_WHAT THE TASK REQUIRES:_ Through the end of the data below, output every line exactly, beginning with the line that contains "supports the operation.".

_DATA RECORDS:_
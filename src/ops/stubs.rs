//! Build-phase entry points for header stub generation.
//!
//! Thin configuration plus delegation: gather sources, build a request,
//! run the driver, and hand the output directory back to the host as a
//! compilable source root so the downstream C compiler finds the stubs.

use std::path::PathBuf;

use anyhow::Result;
use tracing::info;

use crate::capability::Operation;
use crate::driver::{GenerationDriver, GenerationOutcome, GenerationRequest};
use crate::host::{BuildHost, Scope};
use crate::util::fs;

/// File extension of keel interface sources.
pub const SOURCE_EXTENSION: &str = "keel";

/// Configuration for one stub-generation phase.
#[derive(Debug, Clone, Default)]
pub struct StubsConfig {
    /// Directories scanned for `.keel` sources.
    pub source_roots: Vec<PathBuf>,
    /// Ordered toolchain search path, from the build's dependency
    /// resolution at the matching scope.
    pub search_path: Vec<PathBuf>,
    /// Output directory; defaults to `generated/stubs/<scope>` under the
    /// host's base directory.
    pub output_dir: Option<PathBuf>,
    /// Skip this phase entirely.
    pub skip: bool,
}

/// Generate header stubs for the main sources.
pub fn generate_stubs(
    host: &mut dyn BuildHost,
    config: &StubsConfig,
) -> Result<GenerationOutcome> {
    generate_stubs_with(host, config, &GenerationDriver::new())
}

/// Generate header stubs for the test sources.
pub fn generate_test_stubs(
    host: &mut dyn BuildHost,
    config: &StubsConfig,
) -> Result<GenerationOutcome> {
    generate_test_stubs_with(host, config, &GenerationDriver::new())
}

/// [`generate_stubs`] with an explicit driver.
pub fn generate_stubs_with(
    host: &mut dyn BuildHost,
    config: &StubsConfig,
    driver: &GenerationDriver,
) -> Result<GenerationOutcome> {
    run(host, config, Scope::Main, Operation::StubsMain, driver)
}

/// [`generate_test_stubs`] with an explicit driver.
pub fn generate_test_stubs_with(
    host: &mut dyn BuildHost,
    config: &StubsConfig,
    driver: &GenerationDriver,
) -> Result<GenerationOutcome> {
    run(host, config, Scope::Test, Operation::StubsTest, driver)
}

fn run(
    host: &mut dyn BuildHost,
    config: &StubsConfig,
    scope: Scope,
    operation: Operation,
    driver: &GenerationDriver,
) -> Result<GenerationOutcome> {
    if config.skip {
        info!("{} stub generation skipped by configuration", scope);
        return Ok(GenerationOutcome::Skipped {
            reason: "skipped by configuration".to_string(),
        });
    }

    let sources = fs::collect_sources(&config.source_roots, SOURCE_EXTENSION)?;
    let output_dir = config.output_dir.clone().unwrap_or_else(|| {
        host.base_dir()
            .join("generated")
            .join("stubs")
            .join(scope.as_str())
    });

    let request = GenerationRequest {
        sources,
        search_path: config.search_path.clone(),
        output_dir: output_dir.clone(),
        options: Vec::new(),
    };

    let outcome = driver.run(operation, &request)?;

    if let GenerationOutcome::Generated { .. } = outcome {
        // Hand the stubs to the host compiler.
        host.add_source_root(scope, &output_dir);
    }

    Ok(outcome)
}
//! Build-phase entry points for API documentation generation.
//!
//! Unlike stub generation, documentation outputs keep their timestamps and
//! are never registered as source roots; the HTML tree is a terminal
//! artifact.

use std::path::PathBuf;

use anyhow::Result;
use tracing::info;

use crate::capability::Operation;
use crate::driver::{GenerationDriver, GenerationOutcome, GenerationRequest};
use crate::host::{BuildHost, Scope};
use crate::ops::stubs::SOURCE_EXTENSION;
use crate::util::fs;

/// Configuration for one documentation phase.
#[derive(Debug, Clone, Default)]
pub struct DocsConfig {
    /// Directories scanned for `.keel` sources.
    pub source_roots: Vec<PathBuf>,
    /// Ordered toolchain search path, from the build's dependency
    /// resolution at the matching scope.
    pub search_path: Vec<PathBuf>,
    /// Output directory; defaults to `generated/doc/<scope>` under the
    /// host's base directory.
    pub output_dir: Option<PathBuf>,
    /// Documentation title, forwarded to the tool.
    pub title: Option<String>,
    /// Browser window title, forwarded to the tool.
    pub window_title: Option<String>,
    /// Skip this phase entirely.
    pub skip: bool,
}

/// Generate documentation for the main sources.
pub fn generate_docs(host: &mut dyn BuildHost, config: &DocsConfig) -> Result<GenerationOutcome> {
    generate_docs_with(host, config, &GenerationDriver::new())
}

/// Generate documentation for the test sources.
pub fn generate_test_docs(
    host: &mut dyn BuildHost,
    config: &DocsConfig,
) -> Result<GenerationOutcome> {
    generate_test_docs_with(host, config, &GenerationDriver::new())
}

/// [`generate_docs`] with an explicit driver.
pub fn generate_docs_with(
    host: &mut dyn BuildHost,
    config: &DocsConfig,
    driver: &GenerationDriver,
) -> Result<GenerationOutcome> {
    run(host, config, Scope::Main, Operation::DocMain, driver)
}

/// [`generate_test_docs`] with an explicit driver.
pub fn generate_test_docs_with(
    host: &mut dyn BuildHost,
    config: &DocsConfig,
    driver: &GenerationDriver,
) -> Result<GenerationOutcome> {
    run(host, config, Scope::Test, Operation::DocTest, driver)
}

fn run(
    host: &mut dyn BuildHost,
    config: &DocsConfig,
    scope: Scope,
    operation: Operation,
    driver: &GenerationDriver,
) -> Result<GenerationOutcome> {
    if config.skip {
        info!("{} documentation skipped by configuration", scope);
        return Ok(GenerationOutcome::Skipped {
            reason: "skipped by configuration".to_string(),
        });
    }

    let sources = fs::collect_sources(&config.source_roots, SOURCE_EXTENSION)?;
    let output_dir = config.output_dir.clone().unwrap_or_else(|| {
        host.base_dir()
            .join("generated")
            .join("doc")
            .join(scope.as_str())
    });

    let mut options = Vec::new();
    if let Some(ref title) = config.title {
        options.push(("title".to_string(), title.clone()));
    }
    if let Some(ref window_title) = config.window_title {
        options.push(("window-title".to_string(), window_title.clone()));
    }

    let request = GenerationRequest {
        sources,
        search_path: config.search_path.clone(),
        output_dir,
        options,
    };

    driver.run(operation, &request)
}

#[cfg(test)]
mod tests {
    use super::*;
    use std::fs as stdfs;
    use std::sync::Arc;

    use tempfile::TempDir;

    use crate::capability::CapabilityGate;
    use crate::test_support::fixtures::fake_toolchain;
    use crate::test_support::hosts::RecordingHost;
    use crate::test_support::runners::{RecordingRunner, RunnerScript};

    fn project_with_sources() -> (TempDir, PathBuf) {
        let project = TempDir::new().unwrap();
        let src = project.path().join("src");
        stdfs::create_dir_all(&src).unwrap();
        stdfs::write(src.join("widget.keel"), "interface Widget {}").unwrap();
        (project, src)
    }

    #[test]
    fn test_docs_never_register_source_roots() {
        let (project, src) = project_with_sources();
        let install = fake_toolchain("1.8.2");
        let mut host = RecordingHost::new(project.path());
        let runner = Arc::new(RecordingRunner::new(RunnerScript::Succeed));
        let driver = GenerationDriver::new()
            .with_gate(CapabilityGate::empty())
            .with_runner(runner.clone());

        let cfg = DocsConfig {
            source_roots: vec![src],
            search_path: vec![install.path().to_path_buf()],
            ..DocsConfig::default()
        };

        let outcome = generate_docs_with(&mut host, &cfg, &driver).unwrap();

        assert!(!outcome.is_skipped());
        assert_eq!(runner.call_count(), 1);
        assert!(host.roots.is_empty());
    }

    #[test]
    fn test_titles_are_forwarded() {
        let (project, src) = project_with_sources();
        let install = fake_toolchain("1.8.2");
        let mut host = RecordingHost::new(project.path());
        let runner = Arc::new(RecordingRunner::new(RunnerScript::Succeed));
        let driver = GenerationDriver::new()
            .with_gate(CapabilityGate::empty())
            .with_runner(runner.clone());

        let cfg = DocsConfig {
            source_roots: vec![src],
            search_path: vec![install.path().to_path_buf()],
            title: Some("Widget API".to_string()),
            window_title: Some("widget 1.0".to_string()),
            ..DocsConfig::default()
        };

        generate_test_docs_with(&mut host, &cfg, &driver).unwrap();

        let calls = runner.calls();
        let args = calls[0].get_args();
        assert!(args.contains(&"--title".to_string()));
        assert!(args.contains(&"Widget API".to_string()));
        assert!(args.contains(&"--window-title".to_string()));
    }

    #[test]
    fn test_skip_flag_is_a_noop() {
        let (project, src) = project_with_sources();
        let install = fake_toolchain("1.8.2");
        let mut host = RecordingHost::new(project.path());
        let runner = Arc::new(RecordingRunner::new(RunnerScript::Succeed));
        let driver = GenerationDriver::new().with_runner(runner.clone());

        let cfg = DocsConfig {
            source_roots: vec![src],
            search_path: vec![install.path().to_path_buf()],
            skip: true,
            ..DocsConfig::default()
        };

        let outcome = generate_docs_with(&mut host, &cfg, &driver).unwrap();

        assert!(outcome.is_skipped());
        assert_eq!(runner.call_count(), 0);
    }
}
//! Version gating of toolchain operations.
//!
//! Older keel installations simply lack some operations. Each operation
//! carries a minimum toolchain version in a read-only table; an operation
//! below its minimum is skipped with a logged reason, never failed.

use std::fmt;

use crate::toolchain::LAUNCHER;
use crate::version::Version;

const KEEL_1_5_0: Version = Version::new(1, 5, 0);
const KEEL_1_8_2: Version = Version::new(1, 8, 2);

/// A generation operation this plugin can drive.
#[derive(Debug, Clone, Copy, PartialEq, Eq, Hash)]
pub enum Operation {
    /// Header stubs for main sources.
    StubsMain,
    /// Header stubs for test sources.
    StubsTest,
    /// API documentation for main sources.
    DocMain,
    /// API documentation for test sources.
    DocTest,
}

impl Operation {
    /// Stable identifier, used in logs and gate messages.
    pub fn as_str(&self) -> &'static str {
        match self {
            Operation::StubsMain => "generate-stubs",
            Operation::StubsTest => "generate-test-stubs",
            Operation::DocMain => "generate-doc",
            Operation::DocTest => "generate-test-doc",
        }
    }

    /// The toolchain binary that implements this operation.
    pub fn tool(&self) -> &'static str {
        LAUNCHER
    }

    /// The tool command that implements this operation.
    pub fn command(&self) -> &'static str {
        match self {
            Operation::StubsMain | Operation::StubsTest => "stubs",
            Operation::DocMain | Operation::DocTest => "doc",
        }
    }

    /// Whether this operation produces compilable stubs (and therefore
    /// gets timestamp normalization and source-root registration).
    pub fn is_stub_generation(&self) -> bool {
        matches!(self, Operation::StubsMain | Operation::StubsTest)
    }
}

impl fmt::Display for Operation {
    fn fmt(&self, f: &mut fmt::Formatter<'_>) -> fmt::Result {
        write!(f, "{}", self.as_str())
    }
}

/// Per-operation minimum-version requirements.
///
/// The table is fixed at construction and only ever read afterwards; it is
/// safe to share across parallel build invocations.
#[derive(Debug, Clone)]
pub struct CapabilityGate {
    requirements: Vec<(Operation, Version)>,
}

impl Default for CapabilityGate {
    /// The stock table: stub generation needs keel >= 1.8.2, documentation
    /// needs keel >= 1.5.0.
    fn default() -> Self {
        CapabilityGate {
            requirements: vec![
                (Operation::StubsMain, KEEL_1_8_2),
                (Operation::StubsTest, KEEL_1_8_2),
                (Operation::DocMain, KEEL_1_5_0),
                (Operation::DocTest, KEEL_1_5_0),
            ],
        }
    }
}

impl CapabilityGate {
    /// A gate with no requirements; every operation is allowed.
    pub fn empty() -> Self {
        CapabilityGate {
            requirements: Vec::new(),
        }
    }

    /// Replace (or add) the requirement for one operation.
    pub fn with_requirement(mut self, operation: Operation, minimum: Version) -> Self {
        self.requirements.retain(|(op, _)| *op != operation);
        self.requirements.push((operation, minimum));
        self
    }

    /// The minimum version required for an operation, if any.
    pub fn requirement(&self, operation: Operation) -> Option<&Version> {
        self.requirements
            .iter()
            .find(|(op, _)| *op == operation)
            .map(|(_, min)| min)
    }

    /// Whether the located toolchain version supports the operation.
    /// Operations without a requirement are universally supported.
    pub fn supports(&self, operation: Operation, version: &Version) -> bool {
        match self.requirement(operation) {
            Some(minimum) => version.is_at_least(minimum),
            None => true,
        }
    }

    /// Human-readable reason used when an operation is skipped.
    pub fn explain(&self, operation: Operation, version: &Version) -> String {
        match self.requirement(operation) {
            Some(minimum) => format!(
                "{} requires keel >= {}, found {}",
                operation, minimum, version
            ),
            None => format!("{} is supported by every keel version", operation),
        }
    }
}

_TASK OUTPUT:_
    /// Whether the located toolchain version supports the operation.
    /// Operations without a requirement are universally supported.
    pub fn supports(&self, operation: Operation, version: &Version) -> bool {
        match self.requirement(operation) {
            Some(minimum) => version.is_at_least(minimum),
            None => true,
        }
    }

    /// Human-readable reason used when an operation is skipped.
    pub fn explain(&self, operation: Operation, version: &Version) -> String {
        match self.requirement(operation) {
            Some(minimum) => format!(
                "{} requires keel >= {}, found {}",
                operation, minimum, version
            ),
            None => format!("{} is supported by every keel version", operation),
        }
    }
}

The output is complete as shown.